In "Shuffle Along, or The Making of the Musical Sensation of 1921 and All That Followed," in an open run at the Music Box Theatre, George C. Wolfe (direction/book) looks to put some of these inequities in a Broadway context, or at least it is presumed he does. His story is centered on a hit show that was produced by an all-black production team in 1921.
While celebrating this achievement, GCW's plot aims to shine a light on some of the injustices stage performers of color suffered. My anticipation was that the drama of this premise would provide a stirring tale. Unfortunately, the earnestness of the GCW's story is engulfed and then overshadowed by an entertaining vaudeville.
Nominated for 10 Tonys, "Shuffle Along ..." is episodic, in parts reprising snatches of the '20s show – originally titled "Mayor of Jimtown" – and backstage love stories. Rehearsal scenes and occasions when new material is created abound. Somewhere in all this backstory, the poignancy of GCW's "Shuffle Along ..." is lost.
The 1921 musical was not a revue, which was unusual for the time. It had a cockamamie story, but a story nonetheless. It also featured several love songs, including "I'm Just Wild About Harry and "Love Will Find A Way."
"Shuffle Along," the original, was written and produced by Aubrey Lyles (Billy Porter) and F.E. Miller (Brian Stokes Mitchell) and the composer/lyricist team of Eubie Blake (Brandon Victor Dixon) and Noble Sissle (Joshua Henry) . The impecunious James Cort (Brooks Ashmanskas, who also plays all the other white roles) provided the production with a theatre.
The show ran for 504 performances at the 63rd Street Music Hall. Lyles was right to object that this address was not Broadway, but "Shuffle Along" got a Broadway welcome. It attracted integrated audiences and ushered in an era of other successful black shows.

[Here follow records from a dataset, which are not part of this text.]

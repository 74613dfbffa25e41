// =============================================================================
// Technical Indicators Module
// =============================================================================
//
// Pure, side-effect-free implementations of the core technical indicators.
// Every public function returns `Option<T>` (or an empty series) when history
// is insufficient, so callers are forced to propagate absence instead of
// inventing a zero.
//
// `compute_snapshot` assembles the per-interval [`IndicatorSnapshot`] that
// the phase classifier, path generator and report layer consume.

pub mod atr;
pub mod bollinger;
pub mod ema;
pub mod macd;
pub mod rsi;
pub mod series;
pub mod trend;

use serde::{Deserialize, Serialize};

use crate::types::Candle;

pub use bollinger::BollingerResult;
pub use macd::{CrossState, MacdResult};
pub use rsi::RsiStatus;
pub use trend::Trend;

/// EMA periods feeding the trend classifier.
pub const EMA_SHORT_PERIOD: usize = 20;
pub const EMA_MID_PERIOD: usize = 50;
pub const EMA_LONG_PERIOD: usize = 200;

pub const RSI_PERIOD: usize = 14;

/// Latest value of every computed indicator for one (symbol, interval) pass.
///
/// Built once per analysis and never mutated afterwards; a new pass produces
/// a fresh snapshot.
#[derive(Debug, Clone, Serialize, Deserialize)]
pub struct IndicatorSnapshot {
    /// Closing price of the most recent candle.
    pub close: f64,

    /// Volume of the most recent candle.
    pub volume: f64,

    /// Close-over-close change versus 24 bars earlier, in percent.
    pub change_24_pct: Option<f64>,

    pub ema20: Option<f64>,
    pub ema50: Option<f64>,
    pub ema200: Option<f64>,

    /// RSI(14) in [0, 100].
    pub rsi: Option<f64>,
    pub rsi_status: RsiStatus,

    pub macd: Option<MacdResult>,

    /// ATR(14), always >= 0 when present.
    pub atr: Option<f64>,

    pub bollinger: Option<BollingerResult>,

    pub trend: Trend,
}

impl IndicatorSnapshot {
    /// The latest MACD cross state, `None` variant when MACD is absent.
    pub fn cross_state(&self) -> CrossState {
        self.macd.as_ref().map_or(CrossState::None, |m| m.cross)
    }

    /// Bollinger bandwidth percentage, absent with the bands.
    pub fn bandwidth_pct(&self) -> Option<f64> {
        self.bollinger.as_ref().map(|b| b.bandwidth_pct)
    }
}

/// Compute a full indicator snapshot from an oldest-first candle slice.
///
/// Returns `None` only for an empty slice. Individual indicators degrade to
/// absent values on their own insufficient-history rules; the snapshot
/// itself always exists once there is at least one candle.
pub fn compute_snapshot(candles: &[Candle]) -> Option<IndicatorSnapshot> {
    let last = candles.last()?;
    let closes: Vec<f64> = candles.iter().map(|c| c.close).collect();
    let close = last.close;

    let ema20 = ema::latest_ema(&closes, EMA_SHORT_PERIOD);
    let ema50 = ema::latest_ema(&closes, EMA_MID_PERIOD);
    let ema200 = ema::latest_ema(&closes, EMA_LONG_PERIOD);

    let rsi = rsi::latest_rsi(&closes, RSI_PERIOD);
    let macd = macd::latest_macd(&closes);
    let atr = atr::latest_atr(candles);
    let bollinger = bollinger::latest_bollinger(&closes);

    let change_24_pct = if closes.len() >= 24 {
        let base = closes[closes.len() - 24];
        (base != 0.0).then(|| (close - base) / base * 100.0)
    } else {
        None
    };

    Some(IndicatorSnapshot {
        close,
        volume: last.volume,
        change_24_pct,
        ema20,
        ema50,
        ema200,
        rsi,
        rsi_status: RsiStatus::from_value(rsi),
        macd,
        atr,
        bollinger,
        trend: trend::determine_trend(close, ema20, ema50, ema200),
    })
}
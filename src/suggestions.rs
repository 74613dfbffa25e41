// =============================================================================
// Trading Suggestions — position guidance derived from the primary scenario
// =============================================================================
//
// Translates the classified phase, the primary scenario and the volatility
// environment into concrete guidance:
//
//   Bandwidth > 8  =>  High volatility   — position <= 30%, leverage <= 3x
//   Bandwidth < 4  =>  Low volatility    — position 50-70%,  leverage <= 10x
//   otherwise      =>  Normal volatility — position 40-50%,  leverage <= 5x
//
// A long setup is emitted when the primary path is bullish, or neutral in an
// accumulation/markup phase; a short setup mirrors it for bearish paths and
// distribution/markdown phases. Entry/stop/target distances are fixed ATR
// multiples, which pins the canonical reward:risk at 2:1.

use serde::{Deserialize, Serialize};

use crate::indicators::IndicatorSnapshot;
use crate::phase::paths::{Direction, PathScenario, ATR_FALLBACK_PCT};
use crate::phase::{Phase, PhaseResult};

pub const ENTRY_ATR_MULT: f64 = 0.5;
pub const STOP_ATR_MULT: f64 = 1.5;
pub const TARGET1_ATR_MULT: f64 = 1.5;
pub const TARGET2_ATR_MULT: f64 = 3.0;
pub const STOP_ALERT_ATR_MULT: f64 = 1.5;

pub const HIGH_VOL_BANDWIDTH: f64 = 8.0;
pub const LOW_VOL_BANDWIDTH: f64 = 4.0;

/// Volatility regime bucketed from the Bollinger bandwidth.
#[derive(Debug, Clone, Copy, PartialEq, Eq, Serialize, Deserialize)]
#[serde(rename_all = "snake_case")]
pub enum VolatilityEnv {
    High,
    Normal,
    Low,
}

impl VolatilityEnv {
    /// Bucket an optional bandwidth; absence reads as Normal.
    pub fn from_bandwidth(bandwidth_pct: Option<f64>) -> Self {
        match bandwidth_pct {
            Some(bw) if bw > HIGH_VOL_BANDWIDTH => Self::High,
            Some(bw) if bw < LOW_VOL_BANDWIDTH => Self::Low,
            _ => Self::Normal,
        }
    }

    pub fn label(self) -> &'static str {
        match self {
            Self::High => "high volatility",
            Self::Normal => "normal volatility",
            Self::Low => "low volatility",
        }
    }

    /// Suggested position size range.
    pub fn position_pct(self) -> &'static str {
        match self {
            Self::High => "<= 30%",
            Self::Normal => "40-50%",
            Self::Low => "50-70%",
        }
    }

    /// Suggested leverage ceiling.
    pub fn leverage(self) -> &'static str {
        match self {
            Self::High => "<= 3x",
            Self::Normal => "<= 5x",
            Self::Low => "<= 10x",
        }
    }
}

/// One directional setup: entry, stop, two targets and the resulting R:R.
#[derive(Debug, Clone, Serialize, Deserialize)]
pub struct TradeSetup {
    pub entry: f64,
    pub stop: f64,
    pub target1: f64,
    pub target2: f64,
    pub reward_risk: f64,
}

/// Price levels worth monitoring regardless of the chosen setup.
#[derive(Debug, Clone, Serialize, Deserialize)]
pub struct KeyLevels {
    /// Break above confirms the bulls (Bollinger upper, ATR fallback).
    pub bull_confirmation: f64,
    /// Break below confirms the bears (Bollinger lower, ATR fallback).
    pub bear_confirmation: f64,
    pub stop_alert_low: f64,
    pub stop_alert_high: f64,
}

/// Condensed run summary for the report footer.
#[derive(Debug, Clone, Serialize)]
pub struct ExecutiveSummary {
    pub range_low: f64,
    pub range_high: f64,
    pub phase: Phase,
    pub confidence: u32,
    /// Rationale of the primary scenario.
    pub thesis: String,
    /// The cohort most exposed in this phase family.
    pub trapped_cohort: &'static str,
    pub one_liner: String,
}

/// Full suggestion block for the primary interval.
#[derive(Debug, Clone, Serialize)]
pub struct TradeSuggestions {
    pub vol_env: VolatilityEnv,
    pub long: Option<TradeSetup>,
    pub short: Option<TradeSetup>,
    pub levels: KeyLevels,
    pub summary: ExecutiveSummary,
}

/// Build the suggestion block from the primary snapshot, phase and paths.
///
/// `paths` must be the scenario list generated for `phase.selected`; its
/// first entry is the base case.
pub fn build_suggestions(
    snapshot: &IndicatorSnapshot,
    phase: &PhaseResult,
    paths: &[PathScenario],
) -> TradeSuggestions {
    let price = snapshot.close;
    let atr = snapshot.atr.unwrap_or(price * ATR_FALLBACK_PCT);
    let vol_env = VolatilityEnv::from_bandwidth(snapshot.bandwidth_pct());

    let primary_direction = paths.first().map(|p| p.direction);

    let long_bias = matches!(primary_direction, Some(Direction::Bullish))
        || (matches!(primary_direction, Some(Direction::Neutral))
            && matches!(phase.selected, Phase::Accumulation | Phase::Markup));
    let short_bias = matches!(primary_direction, Some(Direction::Bearish))
        || (matches!(primary_direction, Some(Direction::Neutral))
            && matches!(phase.selected, Phase::Distribution | Phase::Markdown));

    let long = long_bias.then(|| {
        let entry = price - ENTRY_ATR_MULT * atr;
        let stop = price - STOP_ATR_MULT * atr;
        let target1 = price + TARGET1_ATR_MULT * atr;
        TradeSetup {
            entry,
            stop,
            target1,
            target2: price + TARGET2_ATR_MULT * atr,
            reward_risk: (target1 - entry) / (entry - stop),
        }
    });

    let short = short_bias.then(|| {
        let entry = price + ENTRY_ATR_MULT * atr;
        let stop = price + STOP_ATR_MULT * atr;
        let target1 = price - TARGET1_ATR_MULT * atr;
        TradeSetup {
            entry,
            stop,
            target1,
            target2: price - TARGET2_ATR_MULT * atr,
            reward_risk: (entry - target1) / (stop - entry),
        }
    });

    let levels = KeyLevels {
        bull_confirmation: snapshot
            .bollinger
            .as_ref()
            .map_or(price + atr, |b| b.upper),
        bear_confirmation: snapshot
            .bollinger
            .as_ref()
            .map_or(price - atr, |b| b.lower),
        stop_alert_low: price - STOP_ALERT_ATR_MULT * atr,
        stop_alert_high: price + STOP_ALERT_ATR_MULT * atr,
    };

    let trapped_cohort = match phase.selected {
        Phase::Accumulation | Phase::Markup => "short holders and high-leverage shorts",
        Phase::Distribution | Phase::Markdown => "late longs and bottom fishers",
        Phase::Rebalancing => "breakout chasers and two-way leverage",
    };

    let one_liner = match primary_direction {
        Some(Direction::Bullish) => format!(
            "Short-term bias up; watch for a confirmed break above {:.0}",
            price + atr
        ),
        Some(Direction::Bearish) => format!(
            "Short-term bias down; watch the support test at {:.0}",
            price - atr
        ),
        _ => format!(
            "Direction unresolved; wait for the {:.0}-{:.0} range to break",
            price - atr,
            price + atr
        ),
    };

    let summary = ExecutiveSummary {
        range_low: price - atr,
        range_high: price + atr,
        phase: phase.selected,
        confidence: phase.confidence,
        thesis: paths
            .first()
            .map(|p| p.rationale.to_string())
            .unwrap_or_default(),
        trapped_cohort,
        one_liner,
    };

    TradeSuggestions {
        vol_env,
        long,
        short,
        levels,
        summary,
    }
}
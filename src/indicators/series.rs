// =============================================================================
// Series Primitives — rolling and recursive numeric building blocks
// =============================================================================
//
// Every smoothed indicator in this crate reduces to one of three primitives:
//
//   SMA     — plain rolling mean over a trailing window
//   EMA     — exponential recursion seeded with the SMA of the first window
//   RMA     — Wilder's recursion: (prev * (period - 1) + value) / period
//
// All three consume their input in a single forward pass, threading one
// accumulator. None of them is ever recomputed from scratch at a query point.
//
// Output series are tail-aligned: the first output element corresponds to
// input index `period - 1`, and an input shorter than `period` produces an
// empty output.

/// Rolling simple moving average.
///
/// Returns one value per input element starting at index `period - 1`, or an
/// empty `Vec` when `period` is zero or the input is too short.
pub fn sma_series(values: &[f64], period: usize) -> Vec<f64> {
    if period == 0 || values.len() < period {
        return Vec::new();
    }

    let period_f = period as f64;
    let mut result = Vec::with_capacity(values.len() - period + 1);

    // Running-sum update: subtract the element leaving the window, add the
    // one entering it.
    let mut sum: f64 = values[..period].iter().sum();
    result.push(sum / period_f);

    for i in period..values.len() {
        sum += values[i] - values[i - period];
        result.push(sum / period_f);
    }

    result
}

/// Exponentially smoothed series with `k = 2 / (period + 1)`.
///
/// The seed is the SMA of the first `period` values; each subsequent value is
/// `v * k + prev * (1 - k)`. Returns an empty `Vec` when `period` is zero or
/// the input is too short. Non-finite intermediate values truncate the series
/// — downstream consumers should not trust a broken tail.
pub fn ema_series(values: &[f64], period: usize) -> Vec<f64> {
    if period == 0 || values.len() < period {
        return Vec::new();
    }

    let multiplier = 2.0 / (period + 1) as f64;

    let seed: f64 = values[..period].iter().sum::<f64>() / period as f64;
    if !seed.is_finite() {
        return Vec::new();
    }

    let mut result = Vec::with_capacity(values.len() - period + 1);
    result.push(seed);

    let mut prev = seed;
    for &v in &values[period..] {
        let ema = v * multiplier + prev * (1.0 - multiplier);
        if !ema.is_finite() {
            break;
        }
        result.push(ema);
        prev = ema;
    }

    result
}

/// Wilder-smoothed (RMA) series.
///
/// The seed is the plain mean of the first `period` values; thereafter
/// `rma = (prev * (period - 1) + v) / period`. Same emptiness and non-finite
/// truncation rules as [`ema_series`].
pub fn wilder_series(values: &[f64], period: usize) -> Vec<f64> {
    if period == 0 || values.len() < period {
        return Vec::new();
    }

    let period_f = period as f64;

    let seed: f64 = values[..period].iter().sum::<f64>() / period_f;
    if !seed.is_finite() {
        return Vec::new();
    }

    let mut result = Vec::with_capacity(values.len() - period + 1);
    result.push(seed);

    let mut prev = seed;
    for &v in &values[period..] {
        let rma = (prev * (period_f - 1.0) + v) / period_f;
        if !rma.is_finite() {
            break;
        }
        result.push(rma);
        prev = rma;
    }

    result
}

/// Population standard deviation of `window` around the supplied `mean`.
pub fn population_std(window: &[f64], mean: f64) -> f64 {
    if window.is_empty() {
        return 0.0;
    }
    let variance =
        window.iter().map(|x| (x - mean).powi(2)).sum::<f64>() / window.len() as f64;
    variance.sqrt()
}

// =============================================================================
// Unit Tests
// =============================================================================
#[cfg(test)]
mod tests {
    use super::*;

    #[test]
    fn sma_empty_and_short_inputs() {
        assert!(sma_series(&[], 3).is_empty());
        assert!(sma_series(&[1.0, 2.0], 3).is_empty());
        assert!(sma_series(&[1.0, 2.0, 3.0], 0).is_empty());
    }

    #[test]
    fn sma_known_values() {
        let values = [1.0, 2.0, 3.0, 4.0, 5.0];
        let sma = sma_series(&values, 3);
        assert_eq!(sma.len(), 3);
        assert!((sma[0] - 2.0).abs() < 1e-10);
        assert!((sma[1] - 3.0).abs() < 1e-10);
        assert!((sma[2] - 4.0).abs() < 1e-10);
    }

    #[test]
    fn ema_seed_is_sma_of_first_window() {
        let values = [2.0, 4.0, 6.0];
        let ema = ema_series(&values, 3);
        assert_eq!(ema.len(), 1);
        assert!((ema[0] - 4.0).abs() < 1e-10);
    }

    #[test]
    fn ema_recursion_matches_hand_rolled() {
        let values: Vec<f64> = (1..=10).map(|x| x as f64).collect();
        let ema = ema_series(&values, 5);
        assert_eq!(ema.len(), 6);

        let k = 2.0 / 6.0;
        let mut expected = 3.0;
        for (i, &v) in values[5..].iter().enumerate() {
            expected = v * k + expected * (1.0 - k);
            assert!((ema[i + 1] - expected).abs() < 1e-10);
        }
    }

    #[test]
    fn ema_truncates_on_nan() {
        let values = [1.0, 2.0, 3.0, f64::NAN, 5.0];
        let ema = ema_series(&values, 3);
        // Seed is finite; the NaN input poisons the next step and stops the
        // series there.
        assert_eq!(ema.len(), 1);
    }

    #[test]
    fn wilder_seed_and_recursion() {
        let values = [1.0, 2.0, 3.0, 4.0];
        let rma = wilder_series(&values, 3);
        assert_eq!(rma.len(), 2);
        assert!((rma[0] - 2.0).abs() < 1e-10);
        // (2.0 * 2 + 4.0) / 3 = 8/3
        assert!((rma[1] - 8.0 / 3.0).abs() < 1e-10);
    }

    #[test]
    fn wilder_constant_input_stays_constant() {
        let values = [5.0; 20];
        let rma = wilder_series(&values, 14);
        for &v in &rma {
            assert!((v - 5.0).abs() < 1e-10);
        }
    }

    #[test]
    fn population_std_flat_window_is_zero() {
        let window = [7.0; 10];
        assert!((population_std(&window, 7.0) - 0.0).abs() < 1e-10);
    }

    #[test]
    fn population_std_known_value() {
        let window = [2.0, 4.0, 4.0, 4.0, 5.0, 5.0, 7.0, 9.0];
        // Classic example: population std = 2.0
        assert!((population_std(&window, 5.0) - 2.0).abs() < 1e-10);
    }
}
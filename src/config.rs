// =============================================================================
// Analysis Configuration — environment-driven with code defaults
// =============================================================================
//
// All knobs come from `CYCLESCOPE_*` environment variables (read after
// `.env` loading), falling back to the defaults below. There is no config
// file: each run is stateless.
//
//   CYCLESCOPE_SYMBOL      trading pair, e.g. BTCUSDT
//   CYCLESCOPE_INTERVALS   comma-separated kline intervals, e.g. 1d,4h,1h,15m
//   CYCLESCOPE_PRIMARY     the interval feeding phase/path analysis
//   CYCLESCOPE_LIMIT       candles fetched per interval
//   CYCLESCOPE_DEMO        "1"/"true" forces demo mode

use tracing::warn;

pub const DEFAULT_SYMBOL: &str = "BTCUSDT";
pub const DEFAULT_PRIMARY_INTERVAL: &str = "1h";
pub const DEFAULT_CANDLE_LIMIT: usize = 200;

fn default_intervals() -> Vec<String> {
    ["1d", "4h", "1h", "15m"]
        .iter()
        .map(|s| s.to_string())
        .collect()
}

/// Resolved configuration for one analysis run.
#[derive(Debug, Clone)]
pub struct AnalysisConfig {
    pub symbol: String,
    pub intervals: Vec<String>,
    pub primary_interval: String,
    pub candle_limit: usize,
    pub demo: bool,
}

impl Default for AnalysisConfig {
    fn default() -> Self {
        Self {
            symbol: DEFAULT_SYMBOL.to_string(),
            intervals: default_intervals(),
            primary_interval: DEFAULT_PRIMARY_INTERVAL.to_string(),
            candle_limit: DEFAULT_CANDLE_LIMIT,
            demo: false,
        }
    }
}

impl AnalysisConfig {
    /// Build the config from the environment, keeping defaults for anything
    /// unset or unparsable.
    pub fn from_env() -> Self {
        let mut config = Self::default();

        if let Ok(symbol) = std::env::var("CYCLESCOPE_SYMBOL") {
            let symbol = symbol.trim().to_uppercase();
            if !symbol.is_empty() {
                config.symbol = symbol;
            }
        }

        if let Ok(intervals) = std::env::var("CYCLESCOPE_INTERVALS") {
            let parsed: Vec<String> = intervals
                .split(',')
                .map(|s| s.trim().to_string())
                .filter(|s| !s.is_empty())
                .collect();
            if !parsed.is_empty() {
                config.intervals = parsed;
            }
        }

        if let Ok(primary) = std::env::var("CYCLESCOPE_PRIMARY") {
            let primary = primary.trim().to_string();
            if !primary.is_empty() {
                config.primary_interval = primary;
            }
        }

        if let Ok(limit) = std::env::var("CYCLESCOPE_LIMIT") {
            match limit.trim().parse::<usize>() {
                Ok(n) if n > 0 => config.candle_limit = n,
                _ => warn!(value = %limit, "CYCLESCOPE_LIMIT is not a positive integer — keeping default"),
            }
        }

        if let Ok(demo) = std::env::var("CYCLESCOPE_DEMO") {
            config.demo = matches!(demo.trim(), "1" | "true" | "TRUE" | "yes");
        }

        config
    }
}
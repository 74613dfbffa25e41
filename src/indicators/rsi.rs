// =============================================================================
// Relative Strength Index (RSI) — Wilder's Smoothing
// =============================================================================
//
// RSI measures the speed and magnitude of recent price changes to evaluate
// whether an asset is overbought or oversold.
//
// Step 1 — Compute price changes (deltas) from consecutive closes.
// Step 2 — Seed average gain / average loss with the plain mean of the first
//          `period` gains / losses.
// Step 3 — Apply Wilder's smoothing:
//            avg_gain = (prev_avg_gain * (period - 1) + gain) / period
//            avg_loss = (prev_avg_loss * (period - 1) + loss) / period
// Step 4 — RS  = avg_gain / avg_loss
//          RSI = 100 - 100 / (1 + RS)
//
// When the smoothed average loss is exactly zero the RSI is 100 — including
// the all-flat case where the average gain is also zero.

use serde::{Deserialize, Serialize};

/// Qualitative reading of the latest RSI value.
#[derive(Debug, Clone, Copy, PartialEq, Eq, Serialize, Deserialize)]
#[serde(rename_all = "snake_case")]
pub enum RsiStatus {
    Overbought,
    Oversold,
    Bullish,
    Bearish,
    Neutral,
}

impl RsiStatus {
    /// Derive the status from an optional RSI value. Absence maps to
    /// `Neutral` — zero is a valid (deeply oversold) reading, not a default.
    pub fn from_value(rsi: Option<f64>) -> Self {
        match rsi {
            Some(v) if v > 70.0 => Self::Overbought,
            Some(v) if v < 30.0 => Self::Oversold,
            Some(v) if v > 50.0 => Self::Bullish,
            Some(_) => Self::Bearish,
            None => Self::Neutral,
        }
    }
}

impl std::fmt::Display for RsiStatus {
    fn fmt(&self, f: &mut std::fmt::Formatter<'_>) -> std::fmt::Result {
        match self {
            Self::Overbought => write!(f, "OVERBOUGHT"),
            Self::Oversold => write!(f, "OVERSOLD"),
            Self::Bullish => write!(f, "BULLISH"),
            Self::Bearish => write!(f, "BEARISH"),
            Self::Neutral => write!(f, "NEUTRAL"),
        }
    }
}

/// Compute the full RSI series for the given `closes` and `period`.
///
/// The returned vector has one RSI value for each close starting at index
/// `period` (the first `period + 1` closes are consumed producing the seed).
/// Returns an empty `Vec` when `period` is zero or fewer than `period + 1`
/// closes are available.
pub fn calculate_rsi(closes: &[f64], period: usize) -> Vec<f64> {
    if period == 0 || closes.len() < period + 1 {
        return Vec::new();
    }

    let deltas: Vec<f64> = closes.windows(2).map(|w| w[1] - w[0]).collect();

    // Seed averages with the plain mean of the first `period` deltas.
    let (sum_gain, sum_loss) =
        deltas[..period].iter().fold((0.0_f64, 0.0_f64), |(g, l), &d| {
            if d > 0.0 {
                (g + d, l)
            } else {
                (g, l - d)
            }
        });

    let period_f = period as f64;
    let mut avg_gain = sum_gain / period_f;
    let mut avg_loss = sum_loss / period_f;

    let mut result = Vec::with_capacity(deltas.len() - period + 1);
    match rsi_from_averages(avg_gain, avg_loss) {
        Some(rsi) => result.push(rsi),
        None => return Vec::new(),
    }

    // Wilder's smoothing for subsequent values.
    for &delta in &deltas[period..] {
        let gain = delta.max(0.0);
        let loss = (-delta).max(0.0);

        avg_gain = (avg_gain * (period_f - 1.0) + gain) / period_f;
        avg_loss = (avg_loss * (period_f - 1.0) + loss) / period_f;

        match rsi_from_averages(avg_gain, avg_loss) {
            Some(rsi) => result.push(rsi),
            None => break,
        }
    }

    result
}

/// The most recent RSI value, or `None` when history is insufficient.
pub fn latest_rsi(closes: &[f64], period: usize) -> Option<f64> {
    calculate_rsi(closes, period).last().copied()
}

/// Convert average gain / average loss into an RSI value in [0, 100].
///
/// `avg_loss == 0` maps to 100.0 — the zero-denominator policy, not an error.
/// Returns `None` only when the result is non-finite.
fn rsi_from_averages(avg_gain: f64, avg_loss: f64) -> Option<f64> {
    let rsi = if avg_loss == 0.0 {
        100.0
    } else {
        let rs = avg_gain / avg_loss;
        100.0 - 100.0 / (1.0 + rs)
    };

    rsi.is_finite().then_some(rsi)
}
// =============================================================================
// Trend Classification — price versus the EMA20/EMA50/EMA200 stack
// =============================================================================
//
//   price > EMA20 > EMA50 > EMA200  =>  StrongBullish
//   price < EMA20 < EMA50 < EMA200  =>  StrongBearish
//   price > EMA20 > EMA50           =>  Bullish
//   price < EMA20 < EMA50           =>  Bearish
//   otherwise                       =>  Ranging
//
// A missing EMA200 falls back to the two-EMA rule; missing EMA20/EMA50
// leaves no ordering to test, so the label is Ranging.

use serde::{Deserialize, Serialize};

/// Five-way trend label derived from the EMA stack.
#[derive(Debug, Clone, Copy, PartialEq, Eq, Serialize, Deserialize)]
#[serde(rename_all = "snake_case")]
pub enum Trend {
    StrongBullish,
    Bullish,
    Ranging,
    Bearish,
    StrongBearish,
}

impl Trend {
    /// True for `Bullish` and `StrongBullish`.
    pub fn is_bullish(self) -> bool {
        matches!(self, Self::Bullish | Self::StrongBullish)
    }

    /// True for `Bearish` and `StrongBearish`.
    pub fn is_bearish(self) -> bool {
        matches!(self, Self::Bearish | Self::StrongBearish)
    }

    /// True for the fully aligned EMA-stack labels.
    pub fn is_strong(self) -> bool {
        matches!(self, Self::StrongBullish | Self::StrongBearish)
    }

    /// Compact arrow used in the multi-timeframe matrix.
    pub fn arrow(self) -> &'static str {
        match self {
            Self::StrongBullish => "↑↑",
            Self::Bullish => "↑",
            Self::Ranging => "—",
            Self::Bearish => "↓",
            Self::StrongBearish => "↓↓",
        }
    }
}

impl std::fmt::Display for Trend {
    fn fmt(&self, f: &mut std::fmt::Formatter<'_>) -> std::fmt::Result {
        match self {
            Self::StrongBullish => write!(f, "Strong Bullish"),
            Self::Bullish => write!(f, "Bullish"),
            Self::Ranging => write!(f, "Ranging"),
            Self::Bearish => write!(f, "Bearish"),
            Self::StrongBearish => write!(f, "Strong Bearish"),
        }
    }
}

/// Classify the trend from the latest price and EMA values.
pub fn determine_trend(
    price: f64,
    ema20: Option<f64>,
    ema50: Option<f64>,
    ema200: Option<f64>,
) -> Trend {
    let (e20, e50) = match (ema20, ema50) {
        (Some(e20), Some(e50)) => (e20, e50),
        _ => return Trend::Ranging,
    };

    if let Some(e200) = ema200 {
        if price > e20 && e20 > e50 && e50 > e200 {
            return Trend::StrongBullish;
        }
        if price < e20 && e20 < e50 && e50 < e200 {
            return Trend::StrongBearish;
        }
    }

    if price > e20 && e20 > e50 {
        Trend::Bullish
    } else if price < e20 && e20 < e50 {
        Trend::Bearish
    } else {
        Trend::Ranging
    }
}

// =============================================================================
// Unit Tests
// =============================================================================
#[cfg(test)]
mod tests {
    use super::*;

    #[test]
    fn strong_bullish_requires_full_chain() {
        let t = determine_trend(110.0, Some(105.0), Some(100.0), Some(95.0));
        assert_eq!(t, Trend::StrongBullish);
    }

    #[test]
    fn strong_bearish_mirror() {
        let t = determine_trend(90.0, Some(95.0), Some(100.0), Some(105.0));
        assert_eq!(t, Trend::StrongBearish);
    }

    #[test]
    fn missing_ema200_caps_at_bullish() {
        let t = determine_trend(110.0, Some(105.0), Some(100.0), None);
        assert_eq!(t, Trend::Bullish);
    }

    #[test]
    fn broken_chain_with_ema200_falls_back() {
        // EMA50 below EMA200 breaks the strong chain, but the two-EMA rule
        // still reads bullish.
        let t = determine_trend(110.0, Some(105.0), Some(100.0), Some(102.0));
        assert_eq!(t, Trend::Bullish);
    }

    #[test]
    fn interleaved_emas_are_ranging() {
        let t = determine_trend(100.0, Some(105.0), Some(95.0), None);
        assert_eq!(t, Trend::Ranging);
    }

    #[test]
    fn missing_short_emas_are_ranging() {
        assert_eq!(determine_trend(100.0, None, None, None), Trend::Ranging);
        assert_eq!(
            determine_trend(100.0, Some(99.0), None, Some(90.0)),
            Trend::Ranging
        );
    }

    #[test]
    fn helper_predicates() {
        assert!(Trend::StrongBullish.is_bullish());
        assert!(Trend::StrongBullish.is_strong());
        assert!(Trend::Bearish.is_bearish());
        assert!(!Trend::Ranging.is_bullish());
        assert!(!Trend::Ranging.is_bearish());
        assert!(!Trend::Bullish.is_strong());
    }
}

The syncopated dances created by choreographer Savion Glover for the reincarnated production are masterful. That everyone from Audra McDonald to BSM and BA get to tap is one of its joys. The company astounds as it dances out a long rail trip of tryouts as it taps from city to city.
AMcD is the ingenue/star as Lottie Gee, but it's Adrienne Warren as Florence Mills/Gertrude Saunders who is one of the highlights of the show. Also outstanding in the fine cast is BVD's sweet and sensitive Blake, a man caught by ambitions he never thought he could achieve.
Adrienne Warren, with company, gives a standout performance in "Shuffle Along ..."
The Broadway of 2016 owes a debt to the innovations that the "Shuffle Along" team brought to musical theater in that historic season of 1921. Much of the style and flair of that production inspired, even revolutionized, Broadway.
And by way of flattery, "Shuffle Along's" syncopations and jazzy rhythms were widely imitated by the likes of Ziegfeld and other mainstream producers.